Robert Rodriguez' "Machete": Keine Geste ist zu dreist
Berstende Bilder, eine wandelnde Machtfantasie und grell ins Comichafte überdreht: So ist "Machete", der neue B-Film von Robert Rodriguez und Ethan Maniquis.
Die für einen mexikanischen Flüchtling so wichtigen US-Papiere schlägt er, als sie ihm auf dem Tablett serviert werden, mit cooler Geste aus: "Ich bin bereits ein Mythos." Und Mythen brauchen keinen Ausweis.
Der da so spricht, ist Machete Cortez (Danny Trejo), berüchtigter Ex-Cop aus Mexiko und illegal in den USA. Zu markigen Sprüchen hat er allen Anlass: Gefürchtet auf beiden Seiten der Grenze, gesegnet mit einer in Stein gemeißelten Physiognomie, zäh im Nehmen, die Frauen kriegt er alle. Machete ist eine wandelnde Machtfantasie, grell ins Comichafte überdreht: bigger than life.
Bigger than life zu sein, das verspricht auch der Exploitationfilm der 70er, an dessen Manierismen - schöne Frauen, absurd übersteigerte Gewalt, unwahrscheinliche Storys und ein oft plumper, bildpolitisch aber effektiver Aufgriff sozialer Krisen - sich Robert Rodriguez und Ethan Maniquis orientieren. Schon in den 90ern will Rodriguez seinen mexikanischen Superhelden erdacht haben.
Mit einem für "Grindhouse" - Quentin Tarantinos und Rodriguez' Hommage ans Bahnhofskino - erstellten Faketrailer nahm "Machete" Gestalt an und wurde nach enthusiastischen Reaktionen schließlich zum eigenständigen Projekt. Danny Trejo ist die Rolle buchstäblich auf den 66 Jahre alten, narbenübersäten Leib geschrieben.
Der Plot ist reinster Pulp: Als er von undurchsichtigen Typen mit dem Mord an dem Senator McLaughlin (Robert De Niro) beauftragt wird, der mit miesen Parolen gegen mexikanische Einwanderer hetzt, gerät Machete zwischen die Fronten. Der Auftrag ist fingiert und Teil einer Kampagne, die McLaughlin den Wahlerfolg sichern soll. Von den Behörden, der Polizei und McLaughlins Häschern gejagt, muss Machete unter Mithilfe der mexikanischen Community nicht nur seine Unschuld beweisen, sondern auch McLaughlin stellen. Nebenbei wird er dabei zum Messias der Entrechteten.

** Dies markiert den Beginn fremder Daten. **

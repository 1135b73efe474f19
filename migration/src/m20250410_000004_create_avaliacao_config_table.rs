use sea_orm_migration::prelude::*;

#[derive(DeriveMigrationName)]
pub struct Migration;

#[async_trait::async_trait]
impl MigrationTrait for Migration {
    async fn up(&self, m: &SchemaManager) -> Result<(), DbErr> {
        m.create_table(
            Table::create()
                .table(AvaliacaoConfig::Table)
                .col(
                    ColumnDef::new(AvaliacaoConfig::Id)
                        .uuid()
                        .not_null()
                        .primary_key(),
                )
                .col(ColumnDef::new(AvaliacaoConfig::Escopo).string().not_null())
                .col(ColumnDef::new(AvaliacaoConfig::Periodo).string().null())
                .col(
                    ColumnDef::new(AvaliacaoConfig::Ativo)
                        .boolean()
                        .not_null()
                        .default(true),
                )
                .col(
                    ColumnDef::new(AvaliacaoConfig::Metodo)
                        .string()
                        .not_null()
                        .default("simple_average"),
                )
                .col(
                    ColumnDef::new(AvaliacaoConfig::Pesos)
                        .json_binary()
                        .not_null(),
                )
                .col(
                    ColumnDef::new(AvaliacaoConfig::CreatedAt)
                        .timestamp_with_time_zone()
                        .not_null(),
                )
                .col(
                    ColumnDef::new(AvaliacaoConfig::UpdatedAt)
                        .timestamp_with_time_zone()
                        .not_null(),
                )
                .to_owned(),
        )
        .await?;
        Ok(())
    }

    async fn down(&self, m: &SchemaManager) -> Result<(), DbErr> {
        m.drop_table(
            Table::drop()
                .table(AvaliacaoConfig::Table)
                .if_exists()
                .to_owned(),
        )
        .await?;
        Ok(())
    }
}

#[derive(DeriveIden)]
enum AvaliacaoConfig {
    Table,
    Id,
    Escopo,
    Periodo,
    Ativo,
    Metodo,
    Pesos,
    CreatedAt,
    UpdatedAt,
}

Wie Tarantinos "Inglourious Basterds" ist auch "Machete" die Herbeisehnung eines wenigstens im Kino für einmal umgedrehten Spießes, eine Film gewordene Rachefantasie, die Ikonen gewordene Bilder - etwa Kennedymord - aufsaugt, in die Exploitationmangel nimmt und umgedeutet in den Kinosaal wirft. Das ist mal blöde, immer geschmacklos, sehr oft aber von galligem Witz.
Doch während Tarantino ein minutiös recherchiertes Panorama entwirft, das einen fast glauben lässt, Hitler sei tatsächlich in einem Pariser Kino ums Leben gekommen, katapultiert Rodriguez seinen "Machete" fröhlich lachend ins kinematografische Delirium: keine Geste zu dreist, kein Gag zu flach, kein Pyroeffekt zu laut. Weil die berstenden Bilder auf diese Weise auch das Wissen um ihre eigene Unmöglichkeit mitliefern, legt sich unter sie beinahe schon leise Melancholie.
Das macht Rodriguez' Film noch nicht besser als Tarantinos, in gewisser Hinsicht aber aufrichtiger. Und er legt Zeugnis davon ab, wie dicht sich das amerikanische Kino noch in seinen lautesten Genres an die sozialen Brennpunkte annähern kann. Ein vergleichbar gut gelaunter bösartiger Exorzismus des Sarrazin-Rummels etwa ist vom kreuzbraven deutschen Kino kaum zu erwarten.